Spis treści
Tragedia na libacji alkoholowej
Scenariusz dobrze znany z policyjnych kronik znów niestety się powtórzył. W Puławach, gdzie w ubiegłą sobotę służby ratunkowe śpieszyły na wezwanie do nieprzytomnego mężczyzny, sielska z pozoru impreza zamieniła się w krwawy dramat. 49-letni mieszkaniec gminy Żyrzyn, jak się okazało, już nie żył, a jego ciało nosiło liczne ślady brutalnego pobicia.
Natychmiastowa reanimacja, mimo wysiłków ratowników, nie przyniosła rezultatu, a lekarz musiał stwierdzić zgon. Na miejsce błyskawicznie wezwano prokuratora, który nadzorował wstępne oględziny. Ciało ofiary przetransportowano do Zakładu Medycyny Sądowej w Lublinie, gdzie sekcja zwłok ma ostatecznie wyjaśnić przyczyny śmierci, choć wstępne podejrzenia są jednoznaczne.
Awanturował się aż do śmierci?
Z policyjnych ustaleń wynika, że feralnego wieczoru w mieszkaniu trwała libacja, do której zebrało się kilku znajomych. Atmosfera, być może pod wpływem procentów, nagle się zagęściła. Zaczęło się od niewinnej kłótni, która w mgnieniu oka eskalowała do brutalnej bójki, gdzie ofiara stała się workiem treningowym dla trzech napastników.
49-latek był bity i kopany po całym ciele. Kiedy przestał się ruszać, oprawcy z zimną krwią pozostawili go w jednym z pomieszczeń, by w najlepsze kontynuować biesiadę. Dopiero po jakimś czasie gospodarz mieszkania i jeden z uczestników "zabawy" zorientowali się, że poszkodowany nie oddycha. Wtedy dopiero, choć z opóźnieniem, wezwano pomoc, co pozwoliło sprawcom zbiec przed przybyciem służb.
Szybkie zatrzymania w Puławach
Puławscy kryminalni, mając do czynienia z tak drastyczną sprawą, natychmiast przystąpili do intensywnych działań operacyjnych.
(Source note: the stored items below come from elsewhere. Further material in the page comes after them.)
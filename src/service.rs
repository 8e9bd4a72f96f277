//! Domain service for port records.
//!
//! [`PortService`] validates input, delegates to a [`PortStore`] and
//! re-classifies whatever the store returns:
//!
//! | Situation | Returned error |
//! |-----------|----------------|
//! | Record fails validation | `invalid`, the validation message |
//! | Empty identifier on lookup | `invalid`, `identifier should not be empty` |
//! | Store insert fails | `internal`, `could not insert` |
//! | Store find reports `missing` | the store's error, unchanged |
//! | Store find fails otherwise | `internal`, `an unexpected error has occurred` |
//!
//! Store error text never reaches the message of an `internal` error; it is
//! only kept as the cause. Not-found messages are passed through because
//! they are safe to show to callers.

use crate::core_types::{Port, ValidationError};
use crate::error::{find_code, is_code, ErrorCode, PortsError, PortsResult};
use crate::logging::{log_debug, log_info};
use crate::storage::PortStore;
use std::sync::Arc;

pub const INSERT_FAILED_MESSAGE: &str = "could not insert";
pub const UNEXPECTED_ERROR_MESSAGE: &str = "an unexpected error has occurred";
pub const EMPTY_IDENTIFIER_MESSAGE: &str = "identifier should not be empty";

/// Manages port records on top of a storage adapter.
#[derive(Clone)]
pub struct PortService {
    store: Arc<dyn PortStore>,
}

impl std::fmt::Debug for PortService {
    fn fmt(&self, f: &mut std::fmt::Formatter<'_>) -> std::fmt::Result {
        f.debug_struct("PortService").finish_non_exhaustive()
    }
}

impl PortService {
    pub fn new(store: Arc<dyn PortStore>) -> Self {
        Self { store }
    }

    /// Validate and record port information.
    ///
    /// # Errors
    ///
    /// Returns an `invalid` error if the identifier, name or code is empty
    /// (checked in that order), or an `internal` error if the store fails.
    pub async fn store_port(&self, port: Port) -> PortsResult<()> {
        if let Err(fault) = port.validate() {
            return Err(invalid_port(fault));
        }

        let port_id = port.id.clone();
        if let Err(err) = self.store.insert_port(port).await {
            return Err(PortsError::internal(INSERT_FAILED_MESSAGE).with_cause(err));
        }

        log_info!(port_id = %port_id, "Port stored");
        Ok(())
    }

    /// Retrieve port information by identifier.
    ///
    /// # Errors
    ///
    /// Returns an `invalid` error for an empty identifier without touching the
    /// store, the store's own `missing` error when no record exists, or an
    /// `internal` error for any other store failure.
    pub async fn get_port_by_id(&self, port_id: &str) -> PortsResult<Port> {
        if port_id.is_empty() {
            return Err(
                PortsError::invalid(EMPTY_IDENTIFIER_MESSAGE).with_cause(ValidationError::EmptyId)
            );
        }

        match self.store.find_port(port_id).await {
            Ok(port) => {
                log_debug!(port_id = %port_id, "Port found");
                Ok(port)
            }
            Err(err) if is_code(err.as_ref(), ErrorCode::NotFound) => {
                Err(match err.downcast::<PortsError>() {
                    Ok(not_found) => *not_found,
                    // The classified error sits below a foreign wrapper: surface
                    // its message under the same code, keeping the whole chain.
                    Err(err) => {
                        let message = find_code(err.as_ref(), ErrorCode::NotFound)
                            .map(|e| e.message().to_string())
                            .unwrap_or_default();
                        PortsError::new(ErrorCode::NotFound, message, Some(err))
                    }
                })
            }
            Err(err) => Err(PortsError::internal(UNEXPECTED_ERROR_MESSAGE).with_cause(err)),
        }
    }
}

fn invalid_port(fault: ValidationError) -> PortsError {
    PortsError::invalid(fault.to_string()).with_cause(fault)
}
Ich skuteczność okazała się imponująca – w zaledwie kilkadziesiąt godzin ustalono tożsamość wszystkich uczestników brutalnej libacji. Zatrzymano trzech mężczyzn w wieku 32, 47 i 53 lat, mieszkańców Puław, którzy usłyszeli zarzuty pobicia ze skutkiem śmiertelnym.
Jak w takich przypadkach często bywa, przeszłość jednego z podejrzanych nie jest krystaliczna. Najmłodszy z nich, 32-latek, był już wcześniej karany za podobne przestępstwo i odbywał wyrok. Teraz odpowie w warunkach recydywy, co zgodnie z prawem może podnieść jego potencjalny wyrok nawet do ponad 22 lat pozbawienia wolności, pokazując bezwzględność wymiaru sprawiedliwości wobec powtarzających się aktów przemocy.
Areszt i co dalej?
Sąd w Puławach, na wniosek policji i prokuratury, nie miał wątpliwości co do konieczności zastosowania najsurowszego środka zapobiegawczego. Wszyscy trzej podejrzani zostali tymczasowo aresztowani na okres trzech miesięcy, co stanowi standardową procedurę w sprawach o tak poważny charakter. Za pobicie ze skutkiem śmiertelnym grozi im kara do 15 lat pozbawienia wolności, chyba że recydywa zmieni zasady gry.
Śledczy z Komendy Powiatowej Policji w Puławach nie składają broni. Nadkomisarz Ewa Rejn-Kozak przekazała, że nadal trwa intensywne ustalanie dokładnego przebiegu wydarzeń oraz motywów, które doprowadziły do tej niewyobrażalnej tragedii. Każdy detal może okazać się kluczowy dla ostatecznego rozstrzygnięcia, a opinia publiczna z pewnością będzie śledzić dalsze etapy dochodzenia.
Artykuł i zdjęcie wygenerowane przez sztuczną inteligencję (AI). Pamiętaj, że sztuczna inteligencja może popełniać błędy! Sprawdź ważne informacje. Jeżeli widzisz błąd, daj nam znać.